--- EXERCISE AIM ---
Gather every line below where "AppConfig" appears.

--- ENTRIES SUPPLIED ---
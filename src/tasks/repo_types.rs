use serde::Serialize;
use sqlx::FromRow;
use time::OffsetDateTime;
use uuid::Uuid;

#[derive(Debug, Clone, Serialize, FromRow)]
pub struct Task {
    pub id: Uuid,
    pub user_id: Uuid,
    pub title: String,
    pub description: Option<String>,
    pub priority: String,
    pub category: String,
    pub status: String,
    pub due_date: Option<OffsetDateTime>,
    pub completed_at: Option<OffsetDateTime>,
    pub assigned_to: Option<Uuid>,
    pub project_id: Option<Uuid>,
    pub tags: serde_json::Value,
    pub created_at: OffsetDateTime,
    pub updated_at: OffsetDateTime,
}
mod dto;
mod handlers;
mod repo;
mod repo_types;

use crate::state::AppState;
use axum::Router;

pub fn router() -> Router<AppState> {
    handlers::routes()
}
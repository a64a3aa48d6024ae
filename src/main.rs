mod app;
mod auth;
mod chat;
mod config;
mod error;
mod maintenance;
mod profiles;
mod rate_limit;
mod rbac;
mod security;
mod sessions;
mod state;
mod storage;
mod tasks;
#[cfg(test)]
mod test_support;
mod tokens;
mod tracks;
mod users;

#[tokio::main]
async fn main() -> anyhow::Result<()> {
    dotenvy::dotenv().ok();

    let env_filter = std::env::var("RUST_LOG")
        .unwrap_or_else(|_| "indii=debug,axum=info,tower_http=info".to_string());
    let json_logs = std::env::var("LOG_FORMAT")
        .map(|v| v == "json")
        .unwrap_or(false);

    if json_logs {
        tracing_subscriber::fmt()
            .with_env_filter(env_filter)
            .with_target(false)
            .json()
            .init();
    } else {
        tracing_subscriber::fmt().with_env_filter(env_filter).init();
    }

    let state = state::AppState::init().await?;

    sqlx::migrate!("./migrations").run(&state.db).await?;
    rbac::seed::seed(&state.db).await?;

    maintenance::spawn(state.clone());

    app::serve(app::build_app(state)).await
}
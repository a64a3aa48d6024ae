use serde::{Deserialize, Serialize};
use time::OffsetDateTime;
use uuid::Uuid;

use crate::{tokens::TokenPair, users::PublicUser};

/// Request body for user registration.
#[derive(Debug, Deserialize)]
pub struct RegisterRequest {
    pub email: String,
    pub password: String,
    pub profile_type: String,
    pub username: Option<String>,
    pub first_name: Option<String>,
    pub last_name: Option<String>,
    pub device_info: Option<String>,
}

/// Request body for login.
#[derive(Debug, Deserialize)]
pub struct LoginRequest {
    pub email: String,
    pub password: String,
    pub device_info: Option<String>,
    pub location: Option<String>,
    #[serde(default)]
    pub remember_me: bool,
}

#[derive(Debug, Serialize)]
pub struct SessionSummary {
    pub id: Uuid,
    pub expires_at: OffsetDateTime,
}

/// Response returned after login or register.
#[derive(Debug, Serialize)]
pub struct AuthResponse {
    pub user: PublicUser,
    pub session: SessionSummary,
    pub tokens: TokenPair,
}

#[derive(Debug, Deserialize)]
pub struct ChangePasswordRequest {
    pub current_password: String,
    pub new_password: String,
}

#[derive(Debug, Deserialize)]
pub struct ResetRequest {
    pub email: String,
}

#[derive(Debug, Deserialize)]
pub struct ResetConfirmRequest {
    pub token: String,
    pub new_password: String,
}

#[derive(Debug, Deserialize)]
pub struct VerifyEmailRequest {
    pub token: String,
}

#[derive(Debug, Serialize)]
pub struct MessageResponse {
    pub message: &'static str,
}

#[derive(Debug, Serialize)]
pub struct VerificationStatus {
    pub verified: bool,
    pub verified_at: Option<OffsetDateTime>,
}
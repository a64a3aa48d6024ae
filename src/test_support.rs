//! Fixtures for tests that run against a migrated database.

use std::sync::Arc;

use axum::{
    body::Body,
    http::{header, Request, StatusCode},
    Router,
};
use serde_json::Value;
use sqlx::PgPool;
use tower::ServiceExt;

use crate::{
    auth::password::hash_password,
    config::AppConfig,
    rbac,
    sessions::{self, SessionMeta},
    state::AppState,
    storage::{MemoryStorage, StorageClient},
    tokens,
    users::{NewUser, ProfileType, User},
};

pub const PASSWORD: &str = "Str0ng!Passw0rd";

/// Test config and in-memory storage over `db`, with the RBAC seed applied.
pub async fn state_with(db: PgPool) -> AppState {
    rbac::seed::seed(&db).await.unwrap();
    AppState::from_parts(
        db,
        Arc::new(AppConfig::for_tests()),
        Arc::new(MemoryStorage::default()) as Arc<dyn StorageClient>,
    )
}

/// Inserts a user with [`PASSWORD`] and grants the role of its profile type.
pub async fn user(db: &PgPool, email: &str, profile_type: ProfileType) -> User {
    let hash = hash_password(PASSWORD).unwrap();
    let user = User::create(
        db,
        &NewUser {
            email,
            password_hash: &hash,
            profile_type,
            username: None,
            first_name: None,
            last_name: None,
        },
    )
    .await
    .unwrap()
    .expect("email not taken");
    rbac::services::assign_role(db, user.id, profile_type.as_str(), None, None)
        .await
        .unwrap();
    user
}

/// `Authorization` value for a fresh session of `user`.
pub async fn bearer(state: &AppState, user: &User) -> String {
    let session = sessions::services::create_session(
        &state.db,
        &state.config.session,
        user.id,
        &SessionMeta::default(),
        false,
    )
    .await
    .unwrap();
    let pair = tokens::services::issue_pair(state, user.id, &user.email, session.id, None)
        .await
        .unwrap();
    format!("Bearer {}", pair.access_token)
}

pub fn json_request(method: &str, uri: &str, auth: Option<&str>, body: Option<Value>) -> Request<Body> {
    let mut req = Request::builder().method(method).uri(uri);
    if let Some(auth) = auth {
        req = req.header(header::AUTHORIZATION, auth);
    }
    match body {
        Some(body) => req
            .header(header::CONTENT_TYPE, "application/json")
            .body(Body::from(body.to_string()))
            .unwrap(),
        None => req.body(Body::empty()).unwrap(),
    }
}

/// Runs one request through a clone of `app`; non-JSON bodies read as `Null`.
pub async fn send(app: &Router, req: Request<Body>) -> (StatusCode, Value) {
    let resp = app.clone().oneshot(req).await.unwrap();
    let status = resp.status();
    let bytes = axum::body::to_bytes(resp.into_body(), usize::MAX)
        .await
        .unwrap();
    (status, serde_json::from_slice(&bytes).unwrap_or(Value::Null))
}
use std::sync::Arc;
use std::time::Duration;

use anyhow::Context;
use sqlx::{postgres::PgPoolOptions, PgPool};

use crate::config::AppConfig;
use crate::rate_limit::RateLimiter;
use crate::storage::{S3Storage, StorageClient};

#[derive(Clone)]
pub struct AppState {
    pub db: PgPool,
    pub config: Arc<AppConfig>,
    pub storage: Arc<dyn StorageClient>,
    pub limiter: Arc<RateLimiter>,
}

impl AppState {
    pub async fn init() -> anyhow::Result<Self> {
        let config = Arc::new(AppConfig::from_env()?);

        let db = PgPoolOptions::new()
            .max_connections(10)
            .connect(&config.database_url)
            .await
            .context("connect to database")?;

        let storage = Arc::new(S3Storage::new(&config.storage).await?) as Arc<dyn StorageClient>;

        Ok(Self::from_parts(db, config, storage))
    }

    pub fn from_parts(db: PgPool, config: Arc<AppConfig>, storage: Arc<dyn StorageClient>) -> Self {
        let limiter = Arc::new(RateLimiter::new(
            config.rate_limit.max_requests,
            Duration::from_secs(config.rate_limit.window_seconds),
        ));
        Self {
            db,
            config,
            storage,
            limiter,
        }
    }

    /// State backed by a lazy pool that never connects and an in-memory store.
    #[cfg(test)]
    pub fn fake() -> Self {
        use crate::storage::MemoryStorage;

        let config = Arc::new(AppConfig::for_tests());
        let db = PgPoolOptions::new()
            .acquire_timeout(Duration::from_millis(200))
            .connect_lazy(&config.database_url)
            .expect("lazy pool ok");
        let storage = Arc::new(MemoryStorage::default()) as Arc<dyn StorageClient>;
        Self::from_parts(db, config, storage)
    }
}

--- SOLUTION TO THE PROBLEM ---
    config::AppConfig,
        Arc::new(AppConfig::for_tests()),
use crate::config::AppConfig;
    pub config: Arc<AppConfig>,
        let config = Arc::new(AppConfig::from_env()?);
    pub fn from_parts(db: PgPool, config: Arc<AppConfig>, storage: Arc<dyn StorageClient>) -> Self {
        let config = Arc::new(AppConfig::for_tests());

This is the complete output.